* **Instructions to follow**
For the material below, count the lines containing "replies" and reply with the number alone.

* **Given information**
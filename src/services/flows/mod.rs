pub mod booking;
pub mod cake;
pub mod menu;

use crate::models::{BookingStep, Catalog, Flow, Intent, ReviewScope};
use crate::services::replies;

const YES_WORDS: &[&str] = &["yes", "y", "yeah", "yep", "sure", "ok", "okay"];
const NO_WORDS: &[&str] = &["no", "n", "nope", "nah"];

/// Outcome of feeding one message to the engine. Step functions never touch storage;
/// anything that needs records or outbound calls comes back as an [`Action`].
#[derive(Debug, Clone, PartialEq)]
pub enum Transition {
    /// Keep (or open) a session in `flow` and send `reply`.
    Continue { flow: Flow, reply: String },
    /// Drop any session and send `reply`.
    Exit { reply: String },
    Resolve(Action),
}

#[derive(Debug, Clone, PartialEq)]
pub enum Action {
    Booking {
        people: u32,
        date: String,
        time: String,
    },
    CakeOrder {
        flavour: String,
        message: Option<String>,
        date: String,
        time: String,
    },
    Review {
        text: String,
    },
    MenuOrder {
        item: String,
        category: Option<String>,
    },
    Report,
    Reviews(ReviewScope),
    Fallback {
        message: String,
    },
}

impl Action {
    /// Whether resolving this action finishes the sender's current flow. Owner commands
    /// leave an in-progress flow untouched.
    pub fn ends_flow(&self) -> bool {
        match self {
            Action::Booking { .. }
            | Action::CakeOrder { .. }
            | Action::Review { .. }
            | Action::MenuOrder { .. } => true,
            Action::Report | Action::Reviews(_) | Action::Fallback { .. } => false,
        }
    }
}

pub struct FlowContext<'a> {
    pub catalog: &'a Catalog,
    pub total_seats: u32,
}

/// Feeds a message to the flow the sender is already in.
pub fn advance(flow: &Flow, message: &str, normalized: &str, ctx: &FlowContext) -> Transition {
    match flow {
        Flow::Booking(step) => booking::advance(step, message),
        Flow::Cake(step) => cake::advance(step, message, normalized, ctx.catalog),
        Flow::Menu { category } => menu::advance(category.as_deref(), normalized, ctx.catalog),
        Flow::Review => Transition::Resolve(Action::Review {
            text: message.trim().to_string(),
        }),
        Flow::ConfirmBooking { people } => confirm_booking(*people, normalized),
    }
}

/// Maps a classified intent to its first transition. `had_session` only changes the
/// wording of a cancellation.
pub fn route(intent: Intent, message: &str, ctx: &FlowContext, had_session: bool) -> Transition {
    let catalog = ctx.catalog;
    match intent {
        Intent::OwnerReport => Transition::Resolve(Action::Report),
        Intent::OwnerReviews(scope) => Transition::Resolve(Action::Reviews(scope)),
        Intent::MainMenu => Transition::Exit {
            reply: replies::main_menu(catalog),
        },
        Intent::ViewMenu => Transition::Continue {
            flow: Flow::Menu { category: None },
            reply: replies::category_list(catalog),
        },
        Intent::StartCake => cake::start(catalog),
        Intent::StartBooking => booking::start(ctx.total_seats),
        Intent::Hours => Transition::Exit {
            reply: replies::hours(catalog),
        },
        Intent::Location => Transition::Exit {
            reply: replies::location(catalog),
        },
        Intent::ReviewPrompt => Transition::Continue {
            flow: Flow::Review,
            reply: replies::review_prompt(),
        },
        Intent::Category(name) => menu::show_category(&name, catalog),
        Intent::OfferBooking { people } => Transition::Continue {
            flow: Flow::ConfirmBooking { people },
            reply: replies::offer_booking(people),
        },
        Intent::SaveReview => Transition::Resolve(Action::Review {
            text: message.trim().to_string(),
        }),
        Intent::Cancel => Transition::Exit {
            reply: if had_session {
                replies::cancelled(catalog)
            } else {
                replies::main_menu(catalog)
            },
        },
        Intent::Fallback => Transition::Resolve(Action::Fallback {
            message: message.trim().to_string(),
        }),
    }
}

fn confirm_booking(people: u32, normalized: &str) -> Transition {
    if YES_WORDS.contains(&normalized) {
        Transition::Continue {
            flow: Flow::Booking(BookingStep::Date { people }),
            reply: replies::booking_ask_date(people),
        }
    } else if NO_WORDS.contains(&normalized) {
        Transition::Exit {
            reply: replies::offer_declined(),
        }
    } else {
        Transition::Continue {
            flow: Flow::ConfirmBooking { people },
            reply: replies::offer_booking_reprompt(people),
        }
    }
}

#[cfg(test)]
mod tests {
    use super::*;

    fn ctx(catalog: &Catalog) -> FlowContext<'_> {
        FlowContext {
            catalog,
            total_seats: 24,
        }
    }

    #[test]
    fn test_confirm_booking_yes_moves_to_date_step() {
        let catalog = Catalog::default();
        let flow = Flow::ConfirmBooking { people: 8 };
        match advance(&flow, "Yes", "yes", &ctx(&catalog)) {
            Transition::Continue { flow, reply } => {
                assert_eq!(flow, Flow::Booking(BookingStep::Date { people: 8 }));
                assert!(reply.contains("8 people"));
            }
            other => panic!("unexpected transition: {other:?}"),
        }
    }

    #[test]
    fn test_confirm_booking_no_exits() {
        let catalog = Catalog::default();
        let flow = Flow::ConfirmBooking { people: 8 };
        assert!(matches!(
            advance(&flow, "nah", "nah", &ctx(&catalog)),
            Transition::Exit { .. }
        ));
    }

    #[test]
    fn test_confirm_booking_other_reprompts() {
        let catalog = Catalog::default();
        let flow = Flow::ConfirmBooking { people: 3 };
        match advance(&flow, "maybe later", "maybe later", &ctx(&catalog)) {
            Transition::Continue { flow: next, reply } => {
                assert_eq!(next, flow);
                assert!(reply.contains("'yes'"));
            }
            other => panic!("unexpected transition: {other:?}"),
        }
    }

    #[test]
    fn test_review_flow_captures_next_message() {
        let catalog = Catalog::default();
        assert_eq!(
            advance(&Flow::Review, " loved the mocha ", "loved the mocha", &ctx(&catalog)),
            Transition::Resolve(Action::Review {
                text: "loved the mocha".to_string()
            })
        );
    }

    #[test]
    fn test_route_cancel_wording_depends_on_session() {
        let catalog = Catalog::default();
        let with = route(Intent::Cancel, "cancel", &ctx(&catalog), true);
        let without = route(Intent::Cancel, "cancel", &ctx(&catalog), false);
        match (with, without) {
            (Transition::Exit { reply: a }, Transition::Exit { reply: b }) => {
                assert!(a.starts_with("❌ Current process cancelled."));
                assert!(a.ends_with(&b));
                assert!(b.starts_with("👋 Welcome"));
            }
            other => panic!("unexpected transitions: {other:?}"),
        }
    }

    #[test]
    fn test_route_opens_flows() {
        let catalog = Catalog::default();
        let c = ctx(&catalog);
        assert!(matches!(
            route(Intent::StartBooking, "3", &c, false),
            Transition::Continue { flow: Flow::Booking(BookingStep::People), .. }
        ));
        assert!(matches!(
            route(Intent::ViewMenu, "1", &c, false),
            Transition::Continue { flow: Flow::Menu { category: None }, .. }
        ));
        assert!(matches!(
            route(Intent::ReviewPrompt, "6", &c, false),
            Transition::Continue { flow: Flow::Review, .. }
        ));
        assert!(matches!(
            route(Intent::Hours, "4", &c, false),
            Transition::Exit { .. }
        ));
    }

    #[test]
    fn test_owner_actions_keep_flow() {
        assert!(!Action::Report.ends_flow());
        assert!(!Action::Reviews(ReviewScope::Today).ends_flow());
        assert!(Action::Review {
            text: "x".to_string()
        }
        .ends_flow());
    }
}
use crate::models::Booking;

#[derive(Debug, Clone, Copy, PartialEq)]
pub struct SlotAvailability {
    pub available: bool,
    pub seats_left: u32,
}

/// Slots match on trimmed, case-insensitive text only; "Today" and "2025-06-16" are
/// different slots.
pub fn slot_key(s: &str) -> String {
    s.trim().to_lowercase()
}

pub fn check_table_availability(
    bookings: &[Booking],
    date: &str,
    time: &str,
    people: u32,
    total_seats: u32,
) -> SlotAvailability {
    let date = slot_key(date);
    let time = slot_key(time);

    let booked: u32 = bookings
        .iter()
        .filter(|b| slot_key(&b.date) == date && slot_key(&b.time) == time)
        .map(|b| b.people)
        .sum();

    let seats_left = total_seats.saturating_sub(booked);
    SlotAvailability {
        available: seats_left >= people,
        seats_left,
    }
}
pub mod config;
pub mod db;
pub mod errors;
pub mod handlers;
pub mod models;
pub mod services;
pub mod state;

use std::sync::Arc;

use axum::routing::{get, post};
use axum::Router;
use tower_http::trace::TraceLayer;

use crate::state::AppState;

pub fn build_router(state: Arc<AppState>) -> Router {
    Router::new()
        .route("/health", get(handlers::health::health))
        .route("/webhook", post(handlers::webhook::whatsapp_webhook))
        .layer(TraceLayer::new_for_http())
        .with_state(state)
}
use std::sync::{Arc, Mutex, MutexGuard};

use chrono::{Duration, NaiveDateTime, Utc};
use rusqlite::Connection;
use serde_json::Value;

use super::queries::{self, SessionRow};
use super::{Collection, RecordStore};
use crate::errors::AppError;
use crate::models::{Flow, Session};
use crate::services::sessions::SessionStore;

fn lock(conn: &Mutex<Connection>) -> Result<MutexGuard<'_, Connection>, AppError> {
    conn.lock()
        .map_err(|_| AppError::Internal("database lock poisoned".to_string()))
}

/// Collections stored as JSON array text, one row per collection.
pub struct SqliteRecordStore {
    conn: Arc<Mutex<Connection>>,
}

impl SqliteRecordStore {
    pub fn new(conn: Arc<Mutex<Connection>>) -> Self {
        Self { conn }
    }
}

impl RecordStore for SqliteRecordStore {
    fn load(&self, collection: Collection) -> Result<Vec<Value>, AppError> {
        let db = lock(&self.conn)?;
        match queries::load_collection(&db, collection.as_str())? {
            Some(raw) => Ok(serde_json::from_str(&raw)?),
            None => Ok(vec![]),
        }
    }

    fn save(&self, collection: Collection, records: &[Value]) -> Result<(), AppError> {
        let raw = serde_json::to_string(records)?;
        let db = lock(&self.conn)?;
        queries::save_collection(&db, collection.as_str(), &raw)
    }
}

/// Sessions shared by every process pointed at the same database file.
pub struct SqliteSessionStore {
    conn: Arc<Mutex<Connection>>,
    timeout: Duration,
}

impl SqliteSessionStore {
    pub fn new(conn: Arc<Mutex<Connection>>, timeout_secs: i64) -> Self {
        Self {
            conn,
            timeout: Duration::seconds(timeout_secs),
        }
    }

    /// None when the row is stale or cannot be decoded.
    fn decode(&self, row: &SessionRow, now: NaiveDateTime) -> Option<Session> {
        let updated_at = queries::parse_timestamp(&row.updated_at)?;
        let flow: Flow = serde_json::from_str(&row.flow).ok()?;
        let session = Session::new(flow, updated_at);
        if session.is_expired(now, self.timeout) {
            return None;
        }
        Some(session)
    }
}

impl SessionStore for SqliteSessionStore {
    fn get(&self, sender: &str) -> Result<Option<Session>, AppError> {
        let db = lock(&self.conn)?;
        let Some(row) = queries::get_session_row(&db, sender)? else {
            return Ok(None);
        };

        let session = self.decode(&row, Utc::now().naive_utc());
        if session.is_none() {
            tracing::debug!(sender = %row.sender, "discarding stale or unreadable session");
            queries::delete_session(&db, sender)?;
        }
        Ok(session)
    }

    fn set(&self, sender: &str, session: &Session) -> Result<(), AppError> {
        let flow_json = serde_json::to_string(&session.flow)?;
        let db = lock(&self.conn)?;
        queries::upsert_session(&db, sender, &flow_json, &session.updated_at)
    }

    fn clear(&self, sender: &str) -> Result<(), AppError> {
        let db = lock(&self.conn)?;
        queries::delete_session(&db, sender)?;
        Ok(())
    }

    fn sweep(&self, now: NaiveDateTime) -> Result<usize, AppError> {
        let db = lock(&self.conn)?;
        let mut removed = 0;
        for row in queries::list_session_rows(&db)? {
            if self.decode(&row, now).is_none() && queries::delete_session(&db, &row.sender)? {
                removed += 1;
            }
        }
        Ok(removed)
    }
}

* **Written answer**
12